Trauma is usually needed for fungus entry.2 Sharma et al29 reported 152 sporotrichosis cases, 48% of which had a history of trauma. Comparatively, among patients who visited our hospital, 26.4% reported a definite history of trauma (stab wounds by reed, corn stalk, or wood). In the clinic, it should be noted that a patient reporting a history of trauma does not suggest an indispensable condition for the diagnosis of sporotrichosis. With the low history of trauma in Jilin Province, the widespread infection may be due to the different transmission routes of Sporothrix spp. Even slight abrasions can cause an infection, and many farmers will ignore such minor trauma. Therefore, the real trauma injury rate is probably higher than what is suggested in our findings.

Currently, the diagnosis of sporotrichosis still relies on clinical manifestations, mycological cultures, and histopathologic examinations, with culture being the gold standard.2 Recently, the application of molecular biology techniques for diagnosing fungal infections has increased, thus allowing for rapid diagnosis and molecular typing. We selected 301 sporotrichosis strains diagnosed in the clinic and explicitly identified the species as S. globosa in recent research.30 In this study, molecular identification of 241 strains into species has been done. Among these strains, 217 strains were identified as S. globosa and 24 as S. schenckii s. str. were from Jiangxi Province and Hubei Province based on molecular biology techniques.31–33 With the development of molecular biology, the identification of strains is of great significance to obtain detailed molecular epidemiological information.

The key innovation of this study included: (1) It has been the largest series of sporotrichosis reports in China so far; (2) It was the first time to collect the cases of sporotrichosis reported in China in recent ten years, which helped to provide data support for the epidemiological characteristics of sporotrichosis in China.
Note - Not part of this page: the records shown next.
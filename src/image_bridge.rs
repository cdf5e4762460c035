//! Moving pixels between files, host memory and the GPU.
//!
//! Source textures are uploaded as `Rgba8Unorm`, not `Rgba8UnormSrgb`: the
//! sampler must hand the compute program raw byte values so the pipeline's
//! own colour handling stays authoritative.
//!
//! Delivered bitmaps are straight-alpha RGBA8, top row first.

use std::path::Path;
use std::sync::{mpsc, Arc};

use image::RgbaImage;

use crate::error::{PipelineError, Result};
use crate::gpu::{align_to, GpuContext};

pub const TEXTURE_FORMAT: wgpu::TextureFormat = wgpu::TextureFormat::Rgba8Unorm;

/// Where row 0 of a device texture lives.
///
/// wgpu textures and `image` buffers are both top-left, so readback is the
/// identity. The flip path exists for device layers whose textures are
/// bottom-left; it keeps delivered bitmaps in the input's orientation.
#[derive(Debug, Clone, Copy, PartialEq, Eq, Default)]
pub enum Orientation {
    #[default]
    TopLeft,
    BottomLeft,
}

impl Orientation {
    pub fn needs_flip(self) -> bool {
        self == Orientation::BottomLeft
    }
}

/// A decoded image resident on the device.
#[derive(Debug)]
pub struct SourceTexture {
    pub texture: wgpu::Texture,
    pub width: u32,
    pub height: u32,
}

/// The result of one dispatch, still on the device.
#[derive(Debug)]
pub struct OutputTexture {
    pub texture: wgpu::Texture,
    pub width: u32,
    pub height: u32,
}

/// Host-side RGBA8 pixels ready for display or export.
#[derive(Debug, Clone, PartialEq, Eq)]
pub struct Bitmap {
    pub width: u32,
    pub height: u32,
    pub pixels: Vec<u8>,
}

impl Bitmap {
    pub fn from_rgba_image(image: &RgbaImage) -> Self {
        Self {
            width: image.width(),
            height: image.height(),
            pixels: image.as_raw().clone(),
        }
    }

    pub fn to_rgba_image(&self) -> Option<RgbaImage> {
        RgbaImage::from_raw(self.width, self.height, self.pixels.clone())
    }

    pub fn pixel(&self, x: u32, y: u32) -> Option<[u8; 4]> {
        if x >= self.width || y >= self.height {
            return None;
        }
        let start = ((y * self.width + x) * 4) as usize;
        let px = self.pixels.get(start..start + 4)?;
        Some([px[0], px[1], px[2], px[3]])
    }

    /// FNV-1a over dimensions and pixels. Stable across runs and platforms.
    pub fn fnv1a64(&self) -> u64 {
        const OFFSET: u64 = 0xcbf2_9ce4_8422_2325;
        const PRIME: u64 = 0x0000_0100_0000_01b3;

        let dims = [self.width.to_le_bytes(), self.height.to_le_bytes()];
        dims.iter()
            .flatten()
            .chain(self.pixels.iter())
            .fold(OFFSET, |hash, &byte| (hash ^ u64::from(byte)).wrapping_mul(PRIME))
    }
}

/// Reverse the order of `height` rows of `row_bytes` each, in place.
pub fn flip_rows(pixels: &mut [u8], row_bytes: usize, height: usize) {
    for top in 0..height / 2 {
        let bottom = height - 1 - top;
        let (head, tail) = pixels.split_at_mut(bottom * row_bytes);
        head[top * row_bytes..(top + 1) * row_bytes].swap_with_slice(&mut tail[..row_bytes]);
    }
}

/// Decode `path` to 8-bit RGBA. Touches no GPU state.
pub fn decode(path: &Path) -> Result<RgbaImage> {
    let decoded = image::open(path).map_err(|error| PipelineError::decode(path, error))?;
    let rgba = decoded.to_rgba8();
    tracing::debug!(
        path = %path.display(),
        width = rgba.width(),
        height = rgba.height(),
        "decoded source image"
    );
    Ok(rgba)
}

pub struct ImageBridge {
    gpu: Arc<GpuContext>,
    orientation: Orientation,
}

impl ImageBridge {
    pub fn new(gpu: Arc<GpuContext>) -> Self {
        Self {
            gpu,
            orientation: Orientation::default(),
        }
    }

    pub fn with_orientation(mut self, orientation: Orientation) -> Self {
        self.orientation = orientation;
        self
    }

    pub fn orientation(&self) -> Orientation {
        self.orientation
    }

    /// Decode `path` and upload it. Missing or undecodable files are
    /// [`PipelineError::Decode`].
    pub fn load(&self, path: &Path) -> Result<SourceTexture> {
        self.load_rgba(&decode(path)?)
    }

    pub fn load_rgba(&self, image: &RgbaImage) -> Result<SourceTexture> {
        let (width, height) = image.dimensions();
        let max = self.gpu.limits().max_texture_dimension_2d;
        if width == 0 || height == 0 || width > max || height > max {
            return Err(PipelineError::ResourceAllocation(format!(
                "image is {width}x{height}, device supports 1..={max} per side"
            )));
        }

        let device = &self.gpu.device;
        let texture = self.gpu.guarded("source texture", || {
            device.create_texture(&wgpu::TextureDescriptor {
                label: Some("retrograde-source"),
                size: extent(width, height),
                mip_level_count: 1,
                sample_count: 1,
                dimension: wgpu::TextureDimension::D2,
                format: TEXTURE_FORMAT,
                usage: wgpu::TextureUsages::TEXTURE_BINDING | wgpu::TextureUsages::COPY_DST,
                view_formats: &[],
            })
        })?;

        self.gpu.queue.write_texture(
            wgpu::ImageCopyTexture {
                texture: &texture,
                mip_level: 0,
                origin: wgpu::Origin3d::ZERO,
                aspect: wgpu::TextureAspect::All,
            },
            image.as_raw(),
            wgpu::ImageDataLayout {
                offset: 0,
                bytes_per_row: Some(width * 4),
                rows_per_image: Some(height),
            },
            extent(width, height),
        );

        Ok(SourceTexture {
            texture,
            width,
            height,
        })
    }

    /// Copy `output` back to host memory, dropping row padding and applying
    /// the orientation policy.
    pub fn readback(&self, output: &OutputTexture) -> Result<Bitmap> {
        let (width, height) = (output.width, output.height);
        let unpadded_bytes_per_row = width
            .checked_mul(4)
            .ok_or_else(|| PipelineError::Readback(format!("row size overflow at width {width}")))?;
        let padded_bytes_per_row =
            align_to(unpadded_bytes_per_row, wgpu::COPY_BYTES_PER_ROW_ALIGNMENT);

        let device = &self.gpu.device;
        let buffer = self.gpu.guarded("readback buffer", || {
            device.create_buffer(&wgpu::BufferDescriptor {
                label: Some("retrograde-readback"),
                size: u64::from(padded_bytes_per_row) * u64::from(height),
                usage: wgpu::BufferUsages::COPY_DST | wgpu::BufferUsages::MAP_READ,
                mapped_at_creation: false,
            })
        })?;

        let mut encoder = device.create_command_encoder(&wgpu::CommandEncoderDescriptor {
            label: Some("retrograde-readback-encoder"),
        });
        encoder.copy_texture_to_buffer(
            wgpu::ImageCopyTexture {
                texture: &output.texture,
                mip_level: 0,
                origin: wgpu::Origin3d::ZERO,
                aspect: wgpu::TextureAspect::All,
            },
            wgpu::ImageCopyBuffer {
                buffer: &buffer,
                layout: wgpu::ImageDataLayout {
                    offset: 0,
                    bytes_per_row: Some(padded_bytes_per_row),
                    rows_per_image: Some(height),
                },
            },
            extent(width, height),
        );
        self.gpu.queue.submit(Some(encoder.finish()));

        let slice = buffer.slice(..);
        let (sender, receiver) = mpsc::channel();
        slice.map_async(wgpu::MapMode::Read, move |result| {
            let _ = sender.send(result);
        });
        device.poll(wgpu::Maintain::Wait);

        receiver
            .recv()
            .map_err(|_| PipelineError::Readback("map callback never fired".into()))?
            .map_err(|error| PipelineError::Readback(error.to_string()))?;

        let row_bytes = unpadded_bytes_per_row as usize;
        let mut pixels = vec![0_u8; row_bytes * height as usize];
        {
            let mapped = slice.get_mapped_range();
            for (row, chunk) in mapped
                .chunks(padded_bytes_per_row as usize)
                .take(height as usize)
                .enumerate()
            {
                pixels[row * row_bytes..(row + 1) * row_bytes].copy_from_slice(&chunk[..row_bytes]);
            }
        }
        buffer.unmap();

        if self.orientation.needs_flip() {
            flip_rows(&mut pixels, row_bytes, height as usize);
        }

        Ok(Bitmap {
            width,
            height,
            pixels,
        })
    }
}

fn extent(width: u32, height: u32) -> wgpu::Extent3d {
    wgpu::Extent3d {
        width,
        height,
        depth_or_array_layers: 1,
    }
}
There were several limitations in the present study. First, it was a retrospective study and there might be errors in the medical records, which would result in potential mistakes in the data. Secondly, the clinical data of some of the included studies were incomplete. Finally, the data derived from the literature review may be affected by publication bias.

Conclusion

Sporotrichosis is prevalent in Jilin Province, China, and is closely related to improper disposal of corn stalks. The population in which it is prevalent comprises middle-aged individuals and elderly women. The susceptible individuals are farmers, and the epidemic usually happens in the winter and spring. The clinical manifestation of sporotrichosis is mostly of the fixed type. There is no obvious correlation among different clinical types, the course of disease progression, and the age of onset in Jilin Province. Nevertheless, a correlation could be seen between different invasion sites and clinical types, with the limbs more likely to show the lymphocutaneous type. Sporotrichosis lesions are more frequent as nodules. Sporothrix spp. in China mainly include S. globosa and S. schenckii s. str. The latter was found in Jiangxi and Hubei areas, whereas S. globosa was the causative organism in the remaining areas. This is the largest case series published from China and highlights current knowledge and gaps in knowledge of the epidemiology of sporotrichosis in China. Data could also be applied to the global epidemiology of sporotrichosis.

Disclosure

The authors declare that we do not have any commercial interest that represents a conflict of interest in connection with the work submitted.